Working from a vacuum here. If you have better reads n the player a lot of what I say here becomes less relevant and can certainly change the best play on the river.

We are playing pretty deep for an online cash game. Preflop is clearly fine and you get it heads up which is cool. He has position in a 3-bet pot so will call a little bit wider.

The flop is wet but we have the best hand a lot of the time here. What do we learn from his call?

A set feels unlikely in this spot as it is a great spot for a set to raise the flop due to the amount of scare cards that are going to hit the turn and the fact the flop is pretty wet anyway.

When he calls there are draws, he can have The flush Draw or even TJ. Maybe a pair and a draw as well? Again a lot of these hands should raise but they don"t.

At this point I don"t see a massive number of aces in his range that call the flop. He could be floating us with AK/AQ I suppose but his hand feels more weighted towards a draw as it is a great spot for hands like two pair and sets to raise.

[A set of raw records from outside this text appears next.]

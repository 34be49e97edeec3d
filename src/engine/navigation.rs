use serde::{Deserialize, Serialize};
use tracing::debug;

use crate::dom::Document;

/// Host-side hints that the visible page may have changed without a reload
#[derive(Debug, Clone, Copy, PartialEq, Eq, Serialize, Deserialize)]
#[serde(rename_all = "camelCase")]
pub enum NavigationSignal {
    PushState,
    ReplaceState,
    PopState,
    TitleChanged,
}

/// Remembers the last address the engine applied against.
///
/// Signals and title drift only prompt a comparison; a change of address is what counts.
#[derive(Debug, Clone, Default)]
pub struct NavigationWatch {
    location: String,
    title: String,
}

impl NavigationWatch {
    pub fn new(doc: &dyn Document) -> Self {
        Self {
            location: doc.location(),
            title: doc.title(),
        }
    }

    pub fn location(&self) -> &str {
        &self.location
    }

    /// Accept the current address as applied
    pub fn reset(&mut self, doc: &dyn Document) {
        self.location = doc.location();
        self.title = doc.title();
    }

    /// Whether the address moved since the last check; the new address becomes the baseline
    pub fn observe(&mut self, doc: &dyn Document, signal: Option<NavigationSignal>) -> bool {
        let title = doc.title();
        if title != self.title {
            debug!("Title drifted from {:?} to {:?}", self.title, title);
            self.title = title;
        }
        let location = doc.location();
        if location == self.location {
            return false;
        }
        debug!(
            "Navigation {:?}: {} -> {}",
            signal, self.location, location
        );
        self.location = location;
        true
    }
}

#[cfg(test)]
mod tests {
    use super::*;
    use crate::dom::MemoryDocument;

    #[test]
    fn test_only_address_changes_count() {
        let mut doc = MemoryDocument::new();
        doc.set_location("https://example.com/");
        let mut watch = NavigationWatch::new(&doc);

        doc.set_title("Other").unwrap();
        assert!(!watch.observe(&doc, Some(NavigationSignal::TitleChanged)));

        doc.push_state("https://example.com/inbox");
        assert!(watch.observe(&doc, Some(NavigationSignal::PushState)));
        assert!(!watch.observe(&doc, None));
        assert_eq!(watch.location(), "https://example.com/inbox");
    }

    #[test]
    fn test_signal_json_names() {
        let json = serde_json::to_string(&NavigationSignal::PopState).unwrap();
        assert_eq!(json, "\"popState\"");
    }
}
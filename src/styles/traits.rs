use crate::assets::{LoadOutcome, ResourceLoader, UNIVERSAL_FALLBACK};
use crate::config::EngineConfig;
use crate::dom::Document;
use crate::error::Result;
use crate::settings::Settings;
use crate::theme::ThemeConfig;

/// Core trait that every style applicator implements
///
/// Applicators own one visual concern each. They must be symmetric: `apply` replaces whatever an
/// earlier `apply` did rather than stacking on top of it, and `undo` puts every node it touched
/// back the way it found it.
pub trait Applicator: Send {
    /// Returns the unique name of this applicator
    fn name(&self) -> &str;

    /// Returns a human-readable description of this applicator
    fn description(&self) -> &str;

    /// Whether the user's settings switch this applicator on
    fn enabled_in(&self, settings: &Settings) -> bool;

    /// Apply the effect to the document
    ///
    /// # Arguments
    ///
    /// * `doc` - The host document
    /// * `ctx` - Theme, settings and prefetched assets for this pass
    fn apply(&mut self, doc: &mut dyn Document, ctx: &ApplyContext<'_>) -> Result<()>;

    /// Reverse everything `apply` did; a no-op when nothing was applied
    fn undo(&mut self, doc: &mut dyn Document) -> Result<()>;

    fn is_applied(&self) -> bool;
}

/// Everything an applicator may read during one pass
#[derive(Debug, Clone, Copy)]
pub struct ApplyContext<'a> {
    pub theme: &'a ThemeConfig,
    pub settings: &'a Settings,
    pub assets: &'a ThemeAssets,
    pub config: &'a EngineConfig,
}

/// Theme assets resolved ahead of an apply pass
///
/// Loading is asynchronous (it may wait out a retry), applying is not, so the orchestrator
/// resolves every reference a theme makes before any applicator runs.
#[derive(Debug, Clone, PartialEq)]
pub struct ThemeAssets {
    pub background: LoadOutcome,
    pub cursor: LoadOutcome,
    /// Stickers that actually loaded; fallbacks are left out
    pub stickers: Vec<String>,
}

impl ThemeAssets {
    pub async fn load(loader: &mut ResourceLoader, theme: &ThemeConfig) -> Self {
        let background = loader.load_outcome(&theme.background_ref, None).await;
        let cursor = loader.load_outcome(&theme.cursor_ref, None).await;

        let mut stickers = Vec::new();
        for sticker in &theme.vintage.sticker_refs {
            if let LoadOutcome::Loaded(url) = loader.load_outcome(sticker, None).await {
                stickers.push(url);
            }
        }

        Self {
            background,
            cursor,
            stickers,
        }
    }

    /// Assets that are nothing but placeholders
    pub fn placeholder() -> Self {
        Self {
            background: LoadOutcome::Fallback(UNIVERSAL_FALLBACK.to_string()),
            cursor: LoadOutcome::Fallback(UNIVERSAL_FALLBACK.to_string()),
            stickers: Vec::new(),
        }
    }
}

#[cfg(test)]
pub(crate) mod testing {
    use super::*;
    use crate::theme::{BuiltinThemes, ThemeCatalog};

    /// Owned inputs for building an [`ApplyContext`] in tests
    pub struct Fixture {
        pub theme: ThemeConfig,
        pub settings: Settings,
        pub assets: ThemeAssets,
        pub config: EngineConfig,
    }

    impl Fixture {
        pub fn new(theme: &str) -> Self {
            let theme = BuiltinThemes::new().get_theme(theme).unwrap();
            let config = EngineConfig {
                seed: Some(42),
                ..EngineConfig::default()
            };
            Self {
                settings: Settings::enabled_with_theme(&theme.id),
                assets: ThemeAssets {
                    background: LoadOutcome::Loaded("data:image/png;base64,AAAA".to_string()),
                    cursor: LoadOutcome::Loaded("assets/cursors/sparkle.cur".to_string()),
                    stickers: vec![
                        "assets/gifs/a.gif".to_string(),
                        "assets/gifs/b.gif".to_string(),
                        "assets/gifs/c.gif".to_string(),
                    ],
                },
                theme,
                config,
            }
        }

        pub fn ctx(&self) -> ApplyContext<'_> {
            ApplyContext {
                theme: &self.theme,
                settings: &self.settings,
                assets: &self.assets,
                config: &self.config,
            }
        }
    }
}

The turn is pretty horrible but he only bets small so we should certainly call as our hand can still be best and we have the nut flush draw anyway.

The seven completes the TJ straight draw.

He bets about half the pot. If on the flop I felt he had a draw they basically all got there. We still lose to sets and they probably won"t fold. The only hands that we probably do get folds from are AK/AQ type hands that floated the flop and hit the turn. He certainly can have these.

There is $32.25 to win and we are risking $27.30 to win it so he has to fold 46% of the time for us to make money.

Readless I don"t think we get that in this situation.

I think the flop is fine.

I think the turn is standard as when we hit we can get paid quite often, and sometimes the river goes check/check and we win with the best hand. He does not need to have a hand to bet the turn.

I think the river is a check/fold.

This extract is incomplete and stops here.